══ Extracted material
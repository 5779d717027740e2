use async_trait::async_trait;
use chrono::{DateTime, Utc};
use sqlx::postgres::{PgPool, PgPoolOptions, PgRow};
use sqlx::types::Json;
use sqlx::Row;
use uuid::Uuid;

use super::{OrderStore, StorageError};
use crate::domain::order::{AuditEntry, Order, OrderStatus};
use crate::domain::statistics::{AggregateKey, AggregateSnapshot, OrderTotals};

// ============================================================================
// Postgres Backend
// ============================================================================
//
// Tables are created by the embedded migrations in ./migrations:
// - orders            one row per order, status stored as its lowercase code
// - order_status_log  append-only transition audit trail
// - aggregate_stats   versioned aggregate records (JSONB payload)
//
// The status write + audit append run in one transaction. Aggregate CAS is a
// single conditional statement so the compare and the write cannot be split.
//
// ============================================================================

#[derive(Clone)]
pub struct PgOrderStore {
    pool: PgPool,
}

impl PgOrderStore {
    pub fn new(pool: PgPool) -> Self {
        Self { pool }
    }

    /// Connect with a bounded pool and apply pending migrations.
    pub async fn connect(url: &str, max_connections: u32) -> Result<Self, StorageError> {
        let pool = PgPoolOptions::new()
            .max_connections(max_connections)
            .connect(url)
            .await
            .map_err(map_sqlx_error)?;

        sqlx::migrate!("./migrations")
            .run(&pool)
            .await
            .map_err(|e| StorageError::Unavailable(format!("migration failed: {e}")))?;

        tracing::info!(max_connections, "Connected to Postgres order store");
        Ok(Self::new(pool))
    }

    pub fn pool(&self) -> &PgPool {
        &self.pool
    }
}

fn map_sqlx_error(err: sqlx::Error) -> StorageError {
    match err {
        sqlx::Error::RowNotFound => StorageError::NotFound,
        sqlx::Error::Database(db_err) if db_err.code().as_deref() == Some("23505") => {
            StorageError::Conflict(db_err.message().to_string())
        }
        sqlx::Error::ColumnDecode { .. } | sqlx::Error::Decode(_) => {
            StorageError::Corrupt(err.to_string())
        }
        other => StorageError::Unavailable(other.to_string()),
    }
}

fn parse_code<T: std::str::FromStr>(column: &str, raw: &str) -> Result<T, StorageError> {
    raw.parse()
        .map_err(|_| StorageError::Corrupt(format!("{column} has unexpected value {raw:?}")))
}

fn version_from_db(raw: i64) -> Result<u64, StorageError> {
    u64::try_from(raw).map_err(|_| StorageError::Corrupt(format!("negative aggregate version {raw}")))
}

fn version_to_db(version: u64) -> Result<i64, StorageError> {
    i64::try_from(version).map_err(|_| StorageError::Corrupt(format!("aggregate version {version} out of range")))
}

fn order_from_row(row: &PgRow) -> Result<Order, StorageError> {
    Ok(Order {
        id: row.try_get("id").map_err(map_sqlx_error)?,
        order_number: row.try_get("order_number").map_err(map_sqlx_error)?,
        order_type: parse_code("order_type", row.try_get("order_type").map_err(map_sqlx_error)?)?,
        status: parse_code("status", row.try_get("status").map_err(map_sqlx_error)?)?,
        total_amount: row.try_get("total_amount").map_err(map_sqlx_error)?,
        payment_status: parse_code(
            "payment_status",
            row.try_get("payment_status").map_err(map_sqlx_error)?,
        )?,
        created_at: row.try_get("created_at").map_err(map_sqlx_error)?,
        updated_at: row.try_get("updated_at").map_err(map_sqlx_error)?,
        is_deleted: row.try_get("is_deleted").map_err(map_sqlx_error)?,
    })
}

fn audit_from_row(row: &PgRow) -> Result<AuditEntry, StorageError> {
    Ok(AuditEntry {
        id: row.try_get("id").map_err(map_sqlx_error)?,
        order_id: row.try_get("order_id").map_err(map_sqlx_error)?,
        sequence: row.try_get("sequence").map_err(map_sqlx_error)?,
        from_status: parse_code("from_status", row.try_get("from_status").map_err(map_sqlx_error)?)?,
        to_status: parse_code("to_status", row.try_get("to_status").map_err(map_sqlx_error)?)?,
        actor: row.try_get("actor").map_err(map_sqlx_error)?,
        note: row.try_get("note").map_err(map_sqlx_error)?,
        recorded_at: row.try_get("recorded_at").map_err(map_sqlx_error)?,
    })
}

const INSERT_AUDIT: &str = r#"
    insert into order_status_log
        (id, order_id, sequence, from_status, to_status, actor, note, recorded_at)
    select $1, $2, coalesce(max(sequence), 0) + 1, $3, $4, $5, $6, $7
    from order_status_log
    where order_id = $2
"#;

#[async_trait]
impl OrderStore for PgOrderStore {
    async fn load_order(&self, id: Uuid) -> Result<Order, StorageError> {
        let row = sqlx::query(
            r#"
            select id, order_number, order_type, status, total_amount,
                   payment_status, created_at, updated_at, is_deleted
            from orders
            where id = $1
            "#,
        )
        .bind(id)
        .fetch_one(&self.pool)
        .await
        .map_err(map_sqlx_error)?;

        order_from_row(&row)
    }

    async fn insert_order(&self, order: &Order) -> Result<(), StorageError> {
        sqlx::query(
            r#"
            insert into orders
                (id, order_number, order_type, status, total_amount,
                 payment_status, created_at, updated_at, is_deleted)
            values ($1, $2, $3, $4, $5, $6, $7, $8, $9)
            "#,
        )
        .bind(order.id)
        .bind(&order.order_number)
        .bind(order.order_type.as_str())
        .bind(order.status.as_str())
        .bind(order.total_amount)
        .bind(order.payment_status.as_str())
        .bind(order.created_at)
        .bind(order.updated_at)
        .bind(order.is_deleted)
        .execute(&self.pool)
        .await
        .map_err(map_sqlx_error)?;
        Ok(())
    }

    async fn save_order_status(
        &self,
        id: Uuid,
        new_status: OrderStatus,
        updated_at: DateTime<Utc>,
    ) -> Result<(), StorageError> {
        let res = sqlx::query("update orders set status = $1, updated_at = $2 where id = $3")
            .bind(new_status.as_str())
            .bind(updated_at)
            .bind(id)
            .execute(&self.pool)
            .await
            .map_err(map_sqlx_error)?;

        if res.rows_affected() == 0 {
            return Err(StorageError::NotFound);
        }
        Ok(())
    }

    async fn mark_order_deleted(&self, id: Uuid) -> Result<(), StorageError> {
        let res = sqlx::query("update orders set is_deleted = true, updated_at = now() where id = $1")
            .bind(id)
            .execute(&self.pool)
            .await
            .map_err(map_sqlx_error)?;

        if res.rows_affected() == 0 {
            return Err(StorageError::NotFound);
        }
        Ok(())
    }

    async fn append_audit_entry(&self, entry: &AuditEntry) -> Result<Uuid, StorageError> {
        sqlx::query(INSERT_AUDIT)
            .bind(entry.id)
            .bind(entry.order_id)
            .bind(entry.from_status.as_str())
            .bind(entry.to_status.as_str())
            .bind(&entry.actor)
            .bind(&entry.note)
            .bind(entry.recorded_at)
            .execute(&self.pool)
            .await
            .map_err(map_sqlx_error)?;
        Ok(entry.id)
    }

    async fn load_audit_entries(&self, order_id: Uuid) -> Result<Vec<AuditEntry>, StorageError> {
        let rows = sqlx::query(
            r#"
            select id, order_id, sequence, from_status, to_status, actor, note, recorded_at
            from order_status_log
            where order_id = $1
            order by sequence asc
            "#,
        )
        .bind(order_id)
        .fetch_all(&self.pool)
        .await
        .map_err(map_sqlx_error)?;

        rows.iter().map(audit_from_row).collect()
    }

    async fn commit_transition(&self, entry: &AuditEntry) -> Result<Uuid, StorageError> {
        let mut tx = self.pool.begin().await.map_err(map_sqlx_error)?;

        let res = sqlx::query(
            r#"
            update orders set status = $1, updated_at = $2
            where id = $3 and status = $4 and not is_deleted
            "#,
        )
        .bind(entry.to_status.as_str())
        .bind(entry.recorded_at)
        .bind(entry.order_id)
        .bind(entry.from_status.as_str())
        .execute(&mut *tx)
        .await
        .map_err(map_sqlx_error)?;

        if res.rows_affected() == 0 {
            let current: Option<(String, bool)> =
                sqlx::query_as("select status, is_deleted from orders where id = $1")
                    .bind(entry.order_id)
                    .fetch_optional(&mut *tx)
                    .await
                    .map_err(map_sqlx_error)?;
            return Err(match current {
                None | Some((_, true)) => StorageError::NotFound,
                Some((status, false)) => StorageError::Conflict(format!(
                    "order {} is {}, expected {}",
                    entry.order_id, status, entry.from_status
                )),
            });
        }

        sqlx::query(INSERT_AUDIT)
            .bind(entry.id)
            .bind(entry.order_id)
            .bind(entry.from_status.as_str())
            .bind(entry.to_status.as_str())
            .bind(&entry.actor)
            .bind(&entry.note)
            .bind(entry.recorded_at)
            .execute(&mut *tx)
            .await
            .map_err(map_sqlx_error)?;

        tx.commit().await.map_err(map_sqlx_error)?;
        Ok(entry.id)
    }

    async fn load_aggregate(&self, key: &AggregateKey) -> Result<AggregateSnapshot, StorageError> {
        let row = sqlx::query("select value, version, updated_at from aggregate_stats where key = $1")
            .bind(key.as_str())
            .fetch_one(&self.pool)
            .await
            .map_err(map_sqlx_error)?;

        let Json(value): Json<OrderTotals> = row.try_get("value").map_err(map_sqlx_error)?;
        Ok(AggregateSnapshot {
            key: key.clone(),
            value,
            version: version_from_db(row.try_get("version").map_err(map_sqlx_error)?)?,
            updated_at: row.try_get("updated_at").map_err(map_sqlx_error)?,
        })
    }

    async fn compare_and_swap_aggregate(
        &self,
        key: &AggregateKey,
        expected_version: u64,
        value: &OrderTotals,
    ) -> Result<bool, StorageError> {
        let result = if expected_version == 0 {
            sqlx::query(
                r#"
                insert into aggregate_stats (key, value, version, updated_at)
                values ($1, $2, 1, now())
                on conflict (key) do nothing
                "#,
            )
            .bind(key.as_str())
            .bind(Json(value))
            .execute(&self.pool)
            .await
        } else {
            sqlx::query(
                r#"
                update aggregate_stats
                set value = $1, version = version + 1, updated_at = now()
                where key = $2 and version = $3
                "#,
            )
            .bind(Json(value))
            .bind(key.as_str())
            .bind(version_to_db(expected_version)?)
            .execute(&self.pool)
            .await
        };

        let res = result.map_err(map_sqlx_error)?;
        Ok(res.rows_affected() == 1)
    }
}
════
● What is required:
Set down exactly the lines beginning at the one that holds "let Json(value): Json<OrderTotals>" and ending with the last line of the data.

● Response below:
        let Json(value): Json<OrderTotals> = row.try_get("value").map_err(map_sqlx_error)?;
        Ok(AggregateSnapshot {
            key: key.clone(),
            value,
            version: version_from_db(row.try_get("version").map_err(map_sqlx_error)?)?,
            updated_at: row.try_get("updated_at").map_err(map_sqlx_error)?,
        })
    }

    async fn compare_and_swap_aggregate(
        &self,
        key: &AggregateKey,
        expected_version: u64,
        value: &OrderTotals,
    ) -> Result<bool, StorageError> {
        let result = if expected_version == 0 {
            sqlx::query(
                r#"
                insert into aggregate_stats (key, value, version, updated_at)
                values ($1, $2, 1, now())
                on conflict (key) do nothing
                "#,
            )
            .bind(key.as_str())
            .bind(Json(value))
            .execute(&self.pool)
            .await
        } else {
            sqlx::query(
                r#"
                update aggregate_stats
                set value = $1, version = version + 1, updated_at = now()
                where key = $2 and version = $3
                "#,
            )
            .bind(Json(value))
            .bind(key.as_str())
            .bind(version_to_db(expected_version)?)
            .execute(&self.pool)
            .await
        };

        let res = result.map_err(map_sqlx_error)?;
        Ok(res.rows_affected() == 1)
    }
}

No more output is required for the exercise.